Some time later, Manners was out at a night club with some friends, and one of them took him aside. “Is Branno your friend or isn’t he?” he said.
“Well… he’s my fucking friend,” Manners replied.
“A light switch on,” he recalls now. “I just felt all the love in my heart for him and ran outside and rang him up.”
“He had to deal with it in his head,” Branno recalls. “I was hurt but I understood the response because of the background my mates had come from. They’d never had dealings with anyone who was gay. But that’s what you’ve got to do when you’re gay. You’re always scared you are going to lose your mates.”
Richard Kelly, another member of the Perth punk crew, found out indirectly and drove 4000km to Sydney to get it straight from Branno’s mouth.
“I just drove over there without telling him, knocked on his front door and said, ‘What the fuck is going on, mate?’ It wasn’t so much, ‘How come you’re a poof?’ I just wanted him to explain what was happening. I thought all of us deserved someone to go over there and ask him.

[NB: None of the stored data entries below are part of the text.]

//! Offline replay of recorded stereo audio.
//!
//! Runs the same frame processor and dispatcher as the live pipeline, but
//! synchronously and on the sample clock, so a recording always produces
//! the same events.

use tracing::info;

use crate::{
    audio::resample::RateConverter,
    buffering::frame::AudioFrame,
    dispatch::Dispatcher,
    engine::{pipeline::stream_time_ms, processor::FrameProcessor},
    error::Result,
    ipc::events::EngineEvent,
};

/// Resampler block used for replay, in frames per channel.
const REPLAY_RESAMPLE_CHUNK: usize = 1_024;

#[derive(Debug, Clone, Default)]
pub struct ReplayReport {
    pub frames_analyzed: usize,
    pub events: Vec<EngineEvent>,
}

impl ReplayReport {
    pub fn directional_count(&self) -> usize {
        self.events
            .iter()
            .filter(|e| matches!(e, EngineEvent::Directional(_)))
            .count()
    }

    pub fn environmental_count(&self) -> usize {
        self.events
            .iter()
            .filter(|e| matches!(e, EngineEvent::Environmental(_)))
            .count()
    }
}

/// Feed interleaved stereo samples through `processor`, dispatching every
/// event. A trailing partial frame is dropped.
///
/// # Errors
/// `ClearPathError::AudioStream` if a resampler cannot be built for
/// `capture_rate`.
pub fn replay_interleaved(
    processor: &mut FrameProcessor,
    dispatcher: &mut Dispatcher,
    interleaved: &[f32],
    capture_rate: u32,
) -> Result<ReplayReport> {
    let sample_rate = processor.config().sample_rate;
    let transform_size = processor.config().transform_size;

    let mut left = Vec::with_capacity(interleaved.len() / 2);
    let mut right = Vec::with_capacity(interleaved.len() / 2);
    for pair in interleaved.chunks_exact(2) {
        left.push(pair[0]);
        right.push(pair[1]);
    }

    let (left, right) = if capture_rate == sample_rate {
        (left, right)
    } else {
        RateConverter::new(capture_rate, sample_rate, REPLAY_RESAMPLE_CHUNK)?.process(&left, &right)
    };

    let mut report = ReplayReport::default();
    for (index, (l, r)) in left
        .chunks_exact(transform_size)
        .zip(right.chunks_exact(transform_size))
        .enumerate()
    {
        let frame = AudioFrame::new(
            l.to_vec(),
            r.to_vec(),
            stream_time_ms(index as u64, transform_size, sample_rate),
        );
        for event in processor.process_frame(&frame).into_events() {
            dispatcher.dispatch(&event);
            report.events.push(event);
        }
        report.frames_analyzed += 1;
    }

    info!(
        frames = report.frames_analyzed,
        directional = report.directional_count(),
        environmental = report.environmental_count(),
        "replay finished"
    );
    Ok(report)
}

#[cfg(test)]
mod tests {
    use super::*;
    use crate::engine::EngineConfig;

    use rand::{rngs::StdRng, Rng, SeedableRng};

    fn noise(frames: usize, left_amp: f32, right_amp: f32) -> Vec<f32> {
        let mut rng = StdRng::seed_from_u64(3);
        (0..frames)
            .flat_map(|_| {
                let s: f32 = rng.gen_range(-1.0..1.0);
                [s * left_amp, s * right_amp]
            })
            .collect()
    }

    #[test]
    fn silence_replays_without_events() {
        let mut processor = FrameProcessor::new(EngineConfig::default()).unwrap();
        let mut dispatcher = Dispatcher::detached();
        let report =
            replay_interleaved(&mut processor, &mut dispatcher, &vec![0.0; 512 * 2 * 20], 44_100)
                .unwrap();
        assert_eq!(report.frames_analyzed, 20);
        assert!(report.events.is_empty());
    }

    #[test]
    fn partial_trailing_frame_is_dropped() {
        let mut processor = FrameProcessor::new(EngineConfig::default()).unwrap();
        let mut dispatcher = Dispatcher::detached();
        let report =
            replay_interleaved(&mut processor, &mut dispatcher, &vec![0.0; 700 * 2], 44_100).unwrap();
        assert_eq!(report.frames_analyzed, 1);
    }

    #[test]
    fn replay_is_deterministic() {
        let samples = noise(44_100, 0.8, 0.005);
        let run = || {
            let mut processor = FrameProcessor::new(EngineConfig::default()).unwrap();
            let mut dispatcher = Dispatcher::detached();
            replay_interleaved(&mut processor, &mut dispatcher, &samples, 44_100).unwrap()
        };
        let a = run();
        let b = run();
        assert_eq!(a.events, b.events);
        assert!(a.directional_count() >= 1);
    }
}
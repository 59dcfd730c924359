//! `clearpath` — run the engine against a live input device or a recording.
//!
//! Relay messages are printed to stdout as JSON lines; logs go to stderr.

use std::path::{Path, PathBuf};
use std::time::Duration;

use anyhow::{bail, Context};
use clearpath_core::{
    audio::{device::list_input_devices, wav::read_stereo_wav},
    dispatch::{BroadcastGlowSink, Dispatcher, HapticRelay, RelayMessage},
    engine::{processor::FrameProcessor, replay::replay_interleaved},
    ClearPathEngine, EngineConfig, EngineStatus,
};
use tracing::{info, warn};

#[derive(Debug, Default)]
struct Args {
    list_devices: bool,
    device: Option<String>,
    config: Option<PathBuf>,
    replay: Option<PathBuf>,
    seconds: Option<u64>,
}

const USAGE: &str = "Usage: clearpath [--list-devices] [--device <name>] [--config <file.json>] \
                     [--replay <file.wav>] [--seconds <n>]";

fn parse_args() -> anyhow::Result<Args> {
    let mut args = Args::default();
    let mut it = std::env::args().skip(1);
    while let Some(arg) = it.next() {
        match arg.as_str() {
            "--list-devices" => args.list_devices = true,
            "--device" => {
                let Some(v) = it.next() else {
                    bail!("missing value for --device");
                };
                args.device = Some(v);
            }
            "--config" => {
                let Some(v) = it.next() else {
                    bail!("missing value for --config");
                };
                args.config = Some(PathBuf::from(v));
            }
            "--replay" => {
                let Some(v) = it.next() else {
                    bail!("missing value for --replay");
                };
                args.replay = Some(PathBuf::from(v));
            }
            "--seconds" => {
                let Some(v) = it.next() else {
                    bail!("missing value for --seconds");
                };
                args.seconds = Some(v.parse().context("invalid value for --seconds")?);
            }
            "--help" | "-h" => {
                println!("{USAGE}");
                std::process::exit(0);
            }
            other => bail!("unknown argument: {other}\n{USAGE}"),
        }
    }
    Ok(args)
}

/// Prints each relay message as one JSON line.
struct StdoutRelay;

impl HapticRelay for StdoutRelay {
    fn send(&mut self, message: RelayMessage) -> bool {
        match message.to_json() {
            Ok(line) => {
                println!("{line}");
                true
            }
            Err(e) => {
                warn!("failed to encode relay message: {e}");
                false
            }
        }
    }
}

fn dispatcher(config: &EngineConfig) -> Dispatcher {
    Dispatcher::new(
        Box::new(BroadcastGlowSink::new(16)),
        Box::new(StdoutRelay),
        config.glow_duration_ms,
    )
}

fn run_replay(config: EngineConfig, path: &Path) -> anyhow::Result<()> {
    let recording = read_stereo_wav(path)?;
    if recording.source_channels < 2 {
        warn!("mono recording, direction estimates will be centred");
    }
    info!(
        file = %path.display(),
        sample_rate = recording.sample_rate,
        duration_ms = recording.duration_ms(),
        "replaying recording"
    );

    let mut dispatcher = dispatcher(&config);
    let mut processor = FrameProcessor::new(config)?;
    let report = replay_interleaved(
        &mut processor,
        &mut dispatcher,
        &recording.samples,
        recording.sample_rate,
    )?;
    eprintln!(
        "{} frames, {} directional, {} environmental",
        report.frames_analyzed,
        report.directional_count(),
        report.environmental_count()
    );
    Ok(())
}

async fn run_live(config: EngineConfig, device: Option<String>, seconds: Option<u64>) -> anyhow::Result<()> {
    let engine = ClearPathEngine::new(config.clone(), dispatcher(&config))?;
    let mut status_rx = engine.subscribe_status();
    engine.start_with_device(device)?;

    let deadline = async {
        match seconds {
            Some(s) => tokio::time::sleep(Duration::from_secs(s)).await,
            None => std::future::pending::<()>().await,
        }
    };
    tokio::pin!(deadline);

    loop {
        tokio::select! {
            _ = &mut deadline => break,
            _ = tokio::signal::ctrl_c() => break,
            status = status_rx.recv() => match status {
                Ok(ev) if matches!(ev.status, EngineStatus::Stopped | EngineStatus::Error) => {
                    warn!(status = ?ev.status, detail = ?ev.detail, "engine stopped unexpectedly");
                    break;
                }
                Ok(_) => {}
                Err(tokio::sync::broadcast::error::RecvError::Lagged(_)) => {}
                Err(tokio::sync::broadcast::error::RecvError::Closed) => break,
            },
        }
    }

    if engine.is_active() {
        engine.stop()?;
    }
    let diag = engine.pipeline_diagnostics_snapshot();
    eprintln!(
        "{} frames, {} directional, {} environmental",
        diag.frames_analyzed, diag.directional_emitted, diag.environmental_emitted
    );
    Ok(())
}

#[tokio::main]
async fn main() -> anyhow::Result<()> {
    tracing_subscriber::fmt()
        .with_writer(std::io::stderr)
        .with_env_filter(
            tracing_subscriber::EnvFilter::try_from_default_env()
                .unwrap_or_else(|_| tracing_subscriber::EnvFilter::new("info")),
        )
        .init();

    let args = parse_args()?;

    if args.list_devices {
        for d in list_input_devices() {
            println!(
                "{}{} ({} ch){}",
                if d.is_recommended { "* " } else { "  " },
                d.name,
                d.channels,
                if d.is_default { " [default]" } else { "" }
            );
        }
        return Ok(());
    }

    let config = match &args.config {
        Some(path) => EngineConfig::from_json_file(path)
            .with_context(|| format!("loading {}", path.display()))?,
        None => EngineConfig::default(),
    };

    match &args.replay {
        Some(path) => run_replay(config, path),
        None => run_live(config, args.device, args.seconds).await,
    }
}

“We sat down and had a beer straight off the bat. He tried to explain how his brain was going through it. It wasn’t the time for me to go, ‘Oh, that’s shithouse.’ I went, ‘Whatever you reckon, mate.’ The conversation probably went till the beer ran out. We probably went for a surf the next day. Life was normal. I just left it to him, whenever he wanted to tell me about it. What can you do? There was no way, him going through that and being our mate, there was no way we were going to say, ‘Oh, now you’re a poof, go and kill yourself.’ It took a bit of getting used to but he’s still our mate. It was as much a matter of him getting used to us getting used to him. But we put it in the same shit-hanging comedy way we’ve always dealt with each other.”